Meet Asia's female video art pioneers

Art Basel | By Adeline Chia

Other than being a time-based medium that allows for metaphysical enquiry, video has also been harnessed to make complex, multimedia work with immersive environments and richly layered narratives. This is illustrated by Nalini Malani (b. 1946), who uses video as a key element in what she terms ‘video/shadow plays’; sensorial environments that incorporate painting, drawing, installation, projection, film, and animation.


Malani was born in Karachi a year before the creation of the modern state of Pakistan. Her family fled as refugees into India, and Malani settled in Bombay (current-day Mumbai), where she has lived and worked since 1958. The experience of displacement would form her lifelong commitment to investigating the effects of war and the dangers of fundamentalist thinking. Trained in classical painting at the Sir J.J. School of Art, she initially focused on painting (acrylic on canvas and watercolor on paper), portraying life in contemporary India, with a focus on gender and family issues. Drawing and painting would remain hallmarks of her practice; even as she moved into multimedia installations, her drawings are frequently used as projected animations.


Between 1969 and 1971, Malani was a member of the Vision Exchange Workshop, an interdisciplinary workshop for creatives working across different media, including animation, sculpture, and printmaking. There, she was introduced to film, and in 6 months, made three 8 mm and 16 mm films, including Dream Houses (1969), an abstract work inspired by Modernist Indian architecture. Over the years, Malani’s work became more ambitious in its technical complexity, with multimedia installations often taking the form of monumental and immersive shadow-play pieces that generate dynamic layers of imagery and sound.

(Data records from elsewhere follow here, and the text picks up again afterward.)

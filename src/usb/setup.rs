// This Source Code Form is subject to the terms of the Mozilla Public
// License, v. 2.0. If a copy of the MPL was not distributed with this
// file, You can obtain one at https://mozilla.org/MPL/2.0/.

//! SETUP packet layout and the request codes we understand.

use byteorder::LittleEndian;
use num_derive::FromPrimitive;
use num_traits::FromPrimitive;
use zerocopy::{AsBytes, FromBytes, LayoutVerified, Unaligned, U16};

/// Data stage direction, bit 7 of the request type. IN is device-to-host.
#[derive(Copy, Clone, Debug, PartialEq, Eq, FromPrimitive)]
#[cfg_attr(feature = "defmt", derive(defmt::Format))]
pub enum UsbDir {
    Out = 0,
    In = 0x80,
}

/// Bits 6:5 of the request type.
#[derive(Copy, Clone, Debug, PartialEq, Eq, FromPrimitive)]
#[cfg_attr(feature = "defmt", derive(defmt::Format))]
pub enum RequestKind {
    Standard = 0,
    Class = 1,
    Vendor = 2,
    Reserved = 3,
}

/// Bits 4:0 of the request type.
#[derive(Copy, Clone, Debug, PartialEq, Eq, FromPrimitive)]
#[cfg_attr(feature = "defmt", derive(defmt::Format))]
pub enum Recipient {
    Device = 0,
    Interface = 1,
    Endpoint = 2,
    Other = 3,
}

/// The eight bytes of a SETUP packet, as they arrive.
#[repr(C)]
#[derive(Copy, Clone, Debug, AsBytes, FromBytes, Unaligned)]
pub struct SetupPacket {
    /// bmRequestType. See the accessors.
    pub request_type: u8,
    pub request: u8,
    /// wValue.
    pub value: U16<LittleEndian>,
    /// wIndex. Vendor requests use it as an offset or length.
    pub index: U16<LittleEndian>,
    /// wLength: exact size of an OUT data stage, upper bound of an IN one.
    pub length: U16<LittleEndian>,
}

impl SetupPacket {
    pub fn parse(bytes: &[u8]) -> Option<Self> {
        LayoutVerified::<_, Self>::new_unaligned(bytes).map(|lv| *lv.into_ref())
    }

    pub fn direction(&self) -> UsbDir {
        if self.request_type & 0x80 != 0 {
            UsbDir::In
        } else {
            UsbDir::Out
        }
    }

    pub fn kind(&self) -> RequestKind {
        match (self.request_type >> 5) & 3 {
            0 => RequestKind::Standard,
            1 => RequestKind::Class,
            2 => RequestKind::Vendor,
            _ => RequestKind::Reserved,
        }
    }

    /// `None` for the reserved recipient codes.
    pub fn recipient(&self) -> Option<Recipient> {
        Recipient::from_u8(self.request_type & 0x1F)
    }

    pub fn value(&self) -> u16 {
        self.value.get()
    }

    pub fn index(&self) -> u16 {
        self.index.get()
    }

    pub fn length(&self) -> u16 {
        self.length.get()
    }
}

/// The standard requests we answer. Anything else is stalled.
#[derive(Copy, Clone, Debug, PartialEq, Eq, FromPrimitive)]
#[cfg_attr(feature = "defmt", derive(defmt::Format))]
pub enum StandardRequest {
    GetStatus = 0x00,
    ClearFeature = 0x01,
    SetFeature = 0x03,
    SetAddress = 0x05,
    GetDescriptor = 0x06,
    SetDescriptor = 0x07,
    GetConfiguration = 0x08,
    SetConfiguration = 0x09,
    GetInterface = 0x0A,
    SetInterface = 0x0B,
}

/// Descriptor type codes, the high byte of GET_DESCRIPTOR's wValue.
#[derive(Copy, Clone, Debug, PartialEq, Eq, FromPrimitive, AsBytes)]
#[cfg_attr(feature = "defmt", derive(defmt::Format))]
#[repr(u8)]
pub enum DescriptorType {
    Device = 0x01,
    Config = 0x02,
    String = 0x03,
    Interface = 0x04,
    Endpoint = 0x05,
}

/// Types of transfer that can be indicated by the `attributes` field on an
/// endpoint descriptor.
#[derive(Copy, Clone, Debug, FromPrimitive, AsBytes)]
#[repr(u8)]
pub enum TransferType {
    Control = 0,
    Bulk = 2,
}

#[cfg(test)]
mod tests {
    use super::*;

    #[test]
    fn decodes_get_descriptor() {
        let setup = SetupPacket::parse(&[0x80, 0x06, 0x00, 0x01, 0x00, 0x00, 0x40, 0x00]).unwrap();
        assert_eq!(setup.direction(), UsbDir::In);
        assert_eq!(setup.kind(), RequestKind::Standard);
        assert_eq!(setup.recipient(), Some(Recipient::Device));
        assert_eq!(StandardRequest::from_u8(setup.request), Some(StandardRequest::GetDescriptor));
        assert_eq!(setup.value(), 0x0100);
        assert_eq!(setup.length(), 64);
    }

    #[test]
    fn decodes_vendor_interface_request() {
        let setup = SetupPacket::parse(&[0xC1, 0x41, 0x00, 0x00, 0x05, 0x00, 0xFF, 0x00]).unwrap();
        assert_eq!(setup.kind(), RequestKind::Vendor);
        assert_eq!(setup.recipient(), Some(Recipient::Interface));
        assert_eq!(setup.index(), 5);
    }

    #[test]
    fn short_packet_is_rejected() {
        assert!(SetupPacket::parse(&[0; 7]).is_none());
    }
}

A committed social activist, Malani has spoken out against nationalism, sectarianism, and violence against women. The video installation Unity in Diversity (2003), for example, responds to the 2002 riots in Gujarat between Hindus and Muslims, which involved a campaign of violent rape against Muslim women. The work mimics a middle-class Indian sitting room with red walls, where a large painting – actually a video in a gilded frame – comes to life. The video is based on the 19th-century Indian painting Galaxy of Musicians (1889) by Raja Ravi, which depicts 11 female musicians from different parts of India, dressed in their respective regional costumes and playing in harmony. In Malani’s video, the performance morphs into a bloodbath, interspersed by gunshots and screams, and the images of the orchestra transform into an army of women carrying rifles for self-protection.